-------- Dataset records --------

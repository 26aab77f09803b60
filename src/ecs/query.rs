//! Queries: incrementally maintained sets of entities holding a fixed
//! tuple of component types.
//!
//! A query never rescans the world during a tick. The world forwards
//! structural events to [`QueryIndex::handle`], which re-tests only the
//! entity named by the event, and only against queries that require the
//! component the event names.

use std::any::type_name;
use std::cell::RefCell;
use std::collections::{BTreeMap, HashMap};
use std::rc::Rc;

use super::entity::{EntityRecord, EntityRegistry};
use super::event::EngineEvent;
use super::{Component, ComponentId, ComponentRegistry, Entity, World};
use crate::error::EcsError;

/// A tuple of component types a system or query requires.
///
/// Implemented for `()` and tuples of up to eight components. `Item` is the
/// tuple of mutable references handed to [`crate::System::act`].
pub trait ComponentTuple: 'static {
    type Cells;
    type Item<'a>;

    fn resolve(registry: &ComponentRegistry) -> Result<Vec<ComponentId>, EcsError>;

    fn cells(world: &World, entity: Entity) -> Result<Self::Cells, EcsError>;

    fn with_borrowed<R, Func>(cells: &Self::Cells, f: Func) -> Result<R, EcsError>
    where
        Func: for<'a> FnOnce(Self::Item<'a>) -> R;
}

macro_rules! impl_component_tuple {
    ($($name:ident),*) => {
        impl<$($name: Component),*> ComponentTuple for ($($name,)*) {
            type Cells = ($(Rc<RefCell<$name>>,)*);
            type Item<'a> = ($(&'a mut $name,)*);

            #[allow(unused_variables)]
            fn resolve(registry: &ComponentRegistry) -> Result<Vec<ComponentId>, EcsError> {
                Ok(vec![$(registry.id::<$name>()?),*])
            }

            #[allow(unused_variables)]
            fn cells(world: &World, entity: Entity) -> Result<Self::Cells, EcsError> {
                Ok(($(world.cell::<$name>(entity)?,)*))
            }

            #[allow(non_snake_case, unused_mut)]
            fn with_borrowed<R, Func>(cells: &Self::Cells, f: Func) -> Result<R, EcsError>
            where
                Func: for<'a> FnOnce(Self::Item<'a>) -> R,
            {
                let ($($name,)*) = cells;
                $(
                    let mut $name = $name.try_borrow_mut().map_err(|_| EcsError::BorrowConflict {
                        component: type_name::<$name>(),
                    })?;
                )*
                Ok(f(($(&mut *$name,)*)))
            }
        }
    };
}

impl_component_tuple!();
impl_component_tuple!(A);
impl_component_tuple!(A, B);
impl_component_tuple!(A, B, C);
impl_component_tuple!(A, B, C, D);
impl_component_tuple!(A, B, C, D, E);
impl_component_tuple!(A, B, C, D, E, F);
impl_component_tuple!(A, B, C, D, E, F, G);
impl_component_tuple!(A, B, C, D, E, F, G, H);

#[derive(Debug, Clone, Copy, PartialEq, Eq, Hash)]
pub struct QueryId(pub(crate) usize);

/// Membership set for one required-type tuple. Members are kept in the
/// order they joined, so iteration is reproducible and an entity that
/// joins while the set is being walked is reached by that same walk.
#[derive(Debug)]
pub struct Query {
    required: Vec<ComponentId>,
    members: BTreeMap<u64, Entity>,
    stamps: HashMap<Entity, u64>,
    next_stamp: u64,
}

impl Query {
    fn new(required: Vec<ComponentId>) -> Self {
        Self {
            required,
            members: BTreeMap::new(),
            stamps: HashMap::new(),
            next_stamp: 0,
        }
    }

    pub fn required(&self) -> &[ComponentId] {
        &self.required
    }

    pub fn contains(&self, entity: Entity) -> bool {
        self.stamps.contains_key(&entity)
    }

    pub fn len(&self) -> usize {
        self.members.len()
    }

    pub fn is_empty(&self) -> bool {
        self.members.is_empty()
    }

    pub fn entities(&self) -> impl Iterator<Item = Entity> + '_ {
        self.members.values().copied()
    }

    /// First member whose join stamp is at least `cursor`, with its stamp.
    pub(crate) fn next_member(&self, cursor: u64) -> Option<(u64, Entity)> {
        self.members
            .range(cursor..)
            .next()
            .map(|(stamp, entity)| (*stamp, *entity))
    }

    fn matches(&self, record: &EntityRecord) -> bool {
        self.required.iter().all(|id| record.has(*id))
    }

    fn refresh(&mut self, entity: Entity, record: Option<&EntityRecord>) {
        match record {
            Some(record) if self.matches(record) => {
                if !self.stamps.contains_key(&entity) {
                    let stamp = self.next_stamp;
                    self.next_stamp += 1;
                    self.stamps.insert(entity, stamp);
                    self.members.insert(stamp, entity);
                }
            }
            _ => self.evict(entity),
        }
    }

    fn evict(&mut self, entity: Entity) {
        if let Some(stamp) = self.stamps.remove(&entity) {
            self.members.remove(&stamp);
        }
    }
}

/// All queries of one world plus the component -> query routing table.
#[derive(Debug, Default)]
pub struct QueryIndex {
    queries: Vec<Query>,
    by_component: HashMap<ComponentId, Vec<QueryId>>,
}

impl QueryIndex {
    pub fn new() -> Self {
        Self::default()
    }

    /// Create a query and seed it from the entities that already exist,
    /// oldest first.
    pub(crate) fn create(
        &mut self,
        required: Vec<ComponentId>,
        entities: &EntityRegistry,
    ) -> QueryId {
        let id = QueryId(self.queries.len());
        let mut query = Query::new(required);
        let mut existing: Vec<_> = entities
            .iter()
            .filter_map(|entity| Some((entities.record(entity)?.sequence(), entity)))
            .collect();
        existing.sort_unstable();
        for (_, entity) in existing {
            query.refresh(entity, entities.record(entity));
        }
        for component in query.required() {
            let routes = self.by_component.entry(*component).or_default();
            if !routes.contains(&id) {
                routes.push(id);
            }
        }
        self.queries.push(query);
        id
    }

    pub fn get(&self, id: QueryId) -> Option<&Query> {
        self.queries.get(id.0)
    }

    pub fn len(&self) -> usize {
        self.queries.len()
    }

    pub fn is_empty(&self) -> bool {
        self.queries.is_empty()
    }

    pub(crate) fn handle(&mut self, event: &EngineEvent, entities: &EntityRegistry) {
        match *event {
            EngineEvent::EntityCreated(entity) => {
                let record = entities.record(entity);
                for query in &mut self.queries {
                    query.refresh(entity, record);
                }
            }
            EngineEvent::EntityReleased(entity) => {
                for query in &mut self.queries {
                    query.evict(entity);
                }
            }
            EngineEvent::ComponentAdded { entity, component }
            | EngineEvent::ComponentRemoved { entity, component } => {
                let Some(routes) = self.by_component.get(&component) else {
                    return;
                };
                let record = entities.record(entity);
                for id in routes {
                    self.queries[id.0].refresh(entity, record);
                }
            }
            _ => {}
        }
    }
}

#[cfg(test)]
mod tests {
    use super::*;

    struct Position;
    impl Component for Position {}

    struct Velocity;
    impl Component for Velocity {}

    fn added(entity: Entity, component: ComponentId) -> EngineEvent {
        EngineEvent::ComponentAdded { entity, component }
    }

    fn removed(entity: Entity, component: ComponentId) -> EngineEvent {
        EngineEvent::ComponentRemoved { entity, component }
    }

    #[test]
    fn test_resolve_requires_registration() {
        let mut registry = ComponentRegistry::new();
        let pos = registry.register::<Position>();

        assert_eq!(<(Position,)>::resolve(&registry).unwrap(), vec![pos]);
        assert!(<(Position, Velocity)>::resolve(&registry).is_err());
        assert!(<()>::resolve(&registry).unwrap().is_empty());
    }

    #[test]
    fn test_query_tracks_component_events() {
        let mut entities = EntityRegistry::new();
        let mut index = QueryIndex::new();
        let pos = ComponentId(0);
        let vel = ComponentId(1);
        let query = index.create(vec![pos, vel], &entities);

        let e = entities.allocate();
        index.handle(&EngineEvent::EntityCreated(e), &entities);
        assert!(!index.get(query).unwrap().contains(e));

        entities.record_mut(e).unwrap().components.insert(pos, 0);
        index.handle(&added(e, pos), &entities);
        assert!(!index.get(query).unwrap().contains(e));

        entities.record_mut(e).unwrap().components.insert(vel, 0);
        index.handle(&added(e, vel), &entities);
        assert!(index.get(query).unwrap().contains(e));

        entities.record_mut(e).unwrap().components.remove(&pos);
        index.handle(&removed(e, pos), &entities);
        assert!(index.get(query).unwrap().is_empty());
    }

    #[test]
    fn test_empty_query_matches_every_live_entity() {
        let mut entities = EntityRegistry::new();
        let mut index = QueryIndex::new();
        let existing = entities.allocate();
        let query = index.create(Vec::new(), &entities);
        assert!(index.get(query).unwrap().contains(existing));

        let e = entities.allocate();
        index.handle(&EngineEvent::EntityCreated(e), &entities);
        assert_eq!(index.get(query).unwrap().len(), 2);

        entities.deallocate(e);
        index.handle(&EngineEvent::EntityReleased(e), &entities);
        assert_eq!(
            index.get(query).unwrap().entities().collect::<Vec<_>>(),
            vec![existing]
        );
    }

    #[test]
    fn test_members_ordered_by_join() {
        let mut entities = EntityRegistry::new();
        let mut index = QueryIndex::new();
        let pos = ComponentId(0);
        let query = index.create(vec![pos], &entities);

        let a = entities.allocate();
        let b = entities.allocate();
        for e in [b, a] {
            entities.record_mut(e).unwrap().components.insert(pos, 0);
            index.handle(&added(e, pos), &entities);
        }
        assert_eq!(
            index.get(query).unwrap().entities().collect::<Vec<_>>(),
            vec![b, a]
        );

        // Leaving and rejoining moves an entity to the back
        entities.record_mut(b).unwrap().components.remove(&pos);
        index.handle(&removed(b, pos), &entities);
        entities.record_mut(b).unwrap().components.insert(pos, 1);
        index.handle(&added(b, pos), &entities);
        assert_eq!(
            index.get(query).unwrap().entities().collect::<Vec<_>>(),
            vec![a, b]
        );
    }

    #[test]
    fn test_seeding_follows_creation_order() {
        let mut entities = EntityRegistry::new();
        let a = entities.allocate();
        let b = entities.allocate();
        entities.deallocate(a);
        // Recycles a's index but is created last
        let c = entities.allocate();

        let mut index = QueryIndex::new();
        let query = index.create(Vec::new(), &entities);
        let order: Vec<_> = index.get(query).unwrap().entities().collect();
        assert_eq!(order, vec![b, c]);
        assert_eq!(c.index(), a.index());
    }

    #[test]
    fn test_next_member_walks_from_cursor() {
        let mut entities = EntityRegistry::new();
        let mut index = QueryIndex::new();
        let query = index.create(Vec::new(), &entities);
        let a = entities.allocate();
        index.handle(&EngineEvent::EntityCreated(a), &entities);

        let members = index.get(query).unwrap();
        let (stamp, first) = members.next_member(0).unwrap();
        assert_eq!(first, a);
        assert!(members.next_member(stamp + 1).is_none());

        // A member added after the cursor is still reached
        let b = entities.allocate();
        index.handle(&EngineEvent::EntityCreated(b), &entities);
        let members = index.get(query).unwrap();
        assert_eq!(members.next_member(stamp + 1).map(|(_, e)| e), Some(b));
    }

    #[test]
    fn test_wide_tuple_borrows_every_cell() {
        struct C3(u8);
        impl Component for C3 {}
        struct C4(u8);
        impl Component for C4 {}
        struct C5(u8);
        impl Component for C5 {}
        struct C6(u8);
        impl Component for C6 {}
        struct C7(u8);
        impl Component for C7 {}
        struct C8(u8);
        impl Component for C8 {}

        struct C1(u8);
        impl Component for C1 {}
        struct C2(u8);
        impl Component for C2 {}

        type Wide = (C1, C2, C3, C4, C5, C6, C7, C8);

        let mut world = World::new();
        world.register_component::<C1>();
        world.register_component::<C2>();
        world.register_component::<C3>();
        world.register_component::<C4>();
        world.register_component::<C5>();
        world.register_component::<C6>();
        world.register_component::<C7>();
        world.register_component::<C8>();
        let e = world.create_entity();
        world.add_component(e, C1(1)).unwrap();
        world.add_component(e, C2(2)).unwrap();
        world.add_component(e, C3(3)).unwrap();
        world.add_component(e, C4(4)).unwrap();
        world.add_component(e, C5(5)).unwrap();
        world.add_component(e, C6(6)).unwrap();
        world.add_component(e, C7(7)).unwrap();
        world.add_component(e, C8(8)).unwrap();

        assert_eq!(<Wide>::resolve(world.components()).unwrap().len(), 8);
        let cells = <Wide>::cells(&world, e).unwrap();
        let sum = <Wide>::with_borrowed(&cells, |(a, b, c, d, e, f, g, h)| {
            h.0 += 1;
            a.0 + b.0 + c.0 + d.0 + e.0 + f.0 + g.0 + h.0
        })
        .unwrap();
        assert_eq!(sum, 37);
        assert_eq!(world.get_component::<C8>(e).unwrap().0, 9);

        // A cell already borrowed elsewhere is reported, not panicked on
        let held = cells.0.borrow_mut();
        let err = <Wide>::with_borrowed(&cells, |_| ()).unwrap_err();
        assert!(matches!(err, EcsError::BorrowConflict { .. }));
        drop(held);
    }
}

--------

§ Work item: Here the output must be the lines above from the line with "world.add_component(e, C2(2)).unwrap();" to the line with "not panicked on", both included, duplicated word for word and nothing else.

§ Reply:
        world.add_component(e, C2(2)).unwrap();
        world.add_component(e, C3(3)).unwrap();
        world.add_component(e, C4(4)).unwrap();
        world.add_component(e, C5(5)).unwrap();
        world.add_component(e, C6(6)).unwrap();
        world.add_component(e, C7(7)).unwrap();
        world.add_component(e, C8(8)).unwrap();

        assert_eq!(<Wide>::resolve(world.components()).unwrap().len(), 8);
        let cells = <Wide>::cells(&world, e).unwrap();
        let sum = <Wide>::with_borrowed(&cells, |(a, b, c, d, e, f, g, h)| {
            h.0 += 1;
            a.0 + b.0 + c.0 + d.0 + e.0 + f.0 + g.0 + h.0
        })
        .unwrap();
        assert_eq!(sum, 37);
        assert_eq!(world.get_component::<C8>(e).unwrap().0, 9);

        // A cell already borrowed elsewhere is reported, not panicked on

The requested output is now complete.